Kabetogma State Forest was established in 1917. In the 1920s, a Minnesota Forest Service patrol cabin was constructed on the lake, requiring a permanent ranger to monitor the forests for fire and ensure fire protection policy compliance by logging companies.

Wealthy summer residents built homes on the lake. Businesses such as resorts, like Watson's Lake View Resort constructed 1918, also were constructed on the lake. By 1936, there were 26 resorts on the lake and by 1949, there were 42 camps, hotels, and resorts. Private camps, such as St. Thomas College's Bassett's Boys Camp and a YMCA camp were also established on the lake.

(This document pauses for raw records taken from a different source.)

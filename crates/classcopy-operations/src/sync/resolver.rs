use std::path::{Path, PathBuf, is_separator};

use classcopy_core::{ArtifactNaming, ResolvedIdentity};
use tracing::debug;

use super::BatchContext;

/// Maps a source file to its package-relative identity.
pub struct RootResolver<'a> {
    context: &'a BatchContext,
}

impl<'a> RootResolver<'a> {
    #[must_use]
    pub fn new(context: &'a BatchContext) -> Self {
        Self { context }
    }

    /// Returns `None` when no source root occurs in `file_path`.
    ///
    /// Roots are scanned in order and the last matching root wins. The package
    /// directory is taken from the text following the first occurrence of that
    /// root.
    #[must_use]
    pub fn resolve(&self, file_path: &Path) -> Option<ResolvedIdentity> {
        let text = file_path.to_string_lossy();
        let matching = self.context.root_matching();

        let (root, end) = self
            .context
            .source_roots()
            .iter()
            .filter_map(|root| matching.match_end(&text, root).map(|end| (root, end)))
            .last()?;

        let file_name = file_path.file_name()?.to_string_lossy();
        let remainder = &text[end..];
        let package_dir = remainder
            .rfind(is_separator)
            .map_or("", |i| &remainder[..i])
            .trim_start_matches(is_separator);

        let identity = ResolvedIdentity {
            package_dir: PathBuf::from(package_dir),
            base_name: self.context.naming().base_name(&file_name).to_string(),
            containing_dir: file_path
                .parent()
                .map(Path::to_path_buf)
                .unwrap_or_default(),
        };

        debug!(
            path = %file_path.display(),
            root,
            package_dir = %identity.package_dir.display(),
            base_name = %identity.base_name,
            "resolved source file"
        );
        Some(identity)
    }
}
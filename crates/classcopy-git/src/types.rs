use std::path::PathBuf;

#[derive(Debug, Clone, Copy, PartialEq, Eq)]
pub enum FileStatus {
    Added,
    Untracked,
    Modified,
    Deleted,
    Renamed,
    Copied,
}

impl FileStatus {
    /// Whether the file did not exist before this change.
    #[must_use]
    pub fn is_new(self) -> bool {
        matches!(self, Self::Added | Self::Untracked | Self::Copied)
    }
}

/// A changed file, with `path` relative to the repository root.
#[derive(Debug, Clone, PartialEq, Eq)]
pub struct FileChange {
    pub path: PathBuf,
    pub status: FileStatus,
    pub old_path: Option<PathBuf>,
}

impl FileChange {
    #[must_use]
    pub fn new(path: PathBuf, status: FileStatus) -> Self {
        Self {
            path,
            status,
            old_path: None,
        }
    }

    #[must_use]
    pub fn with_old_path(mut self, old_path: PathBuf) -> Self {
        self.old_path = Some(old_path);
        self
    }
}
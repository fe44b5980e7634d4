mod error;
pub mod operations;
pub mod providers;
pub mod sync;
pub mod traits;

#[cfg(test)]
pub mod mocks;

pub use error::{OperationError, Result};
use std::path::{Path, PathBuf};

use classcopy_core::{ChangeKind, ChangeRecord};

use crate::Result;
use crate::traits::ChangeSource;

/// An explicit list of changed files, all of the same kind.
///
/// Relative paths are taken relative to the project root.
pub struct StaticChangeSource {
    paths: Vec<PathBuf>,
    kind: ChangeKind,
}

impl StaticChangeSource {
    #[must_use]
    pub fn new(paths: Vec<PathBuf>, kind: ChangeKind) -> Self {
        Self { paths, kind }
    }

    #[must_use]
    pub fn modified(paths: Vec<PathBuf>) -> Self {
        Self::new(paths, ChangeKind::Modified)
    }

    #[must_use]
    pub fn added(paths: Vec<PathBuf>) -> Self {
        Self::new(paths, ChangeKind::Added)
    }
}

impl ChangeSource for StaticChangeSource {
    fn changes(&self, project_root: &Path) -> Result<Vec<ChangeRecord>> {
        Ok(self
            .paths
            .iter()
            .map(|path| ChangeRecord::new(project_root.join(path), self.kind))
            .collect())
    }
}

The Civilian Conservation Corps constructed roads in the Kabetogama area, cleaned up beaches and shorelines, and constructed many state forest campgrounds. In 1939, reefs were charted on Kabetogama in order to aid vacation boating and fishing.

== Ecology ==
Species of fish present in Kabetogama include black crappie, bluegill, burbot, lake sturgeon, lake whitefish, largemouth bass, mooneye, northern pike, rock bass, sauger, shorthead redhorse, silver redhorse, smallmouth bass, tullibee, walleye, white sucker, and yellow perch.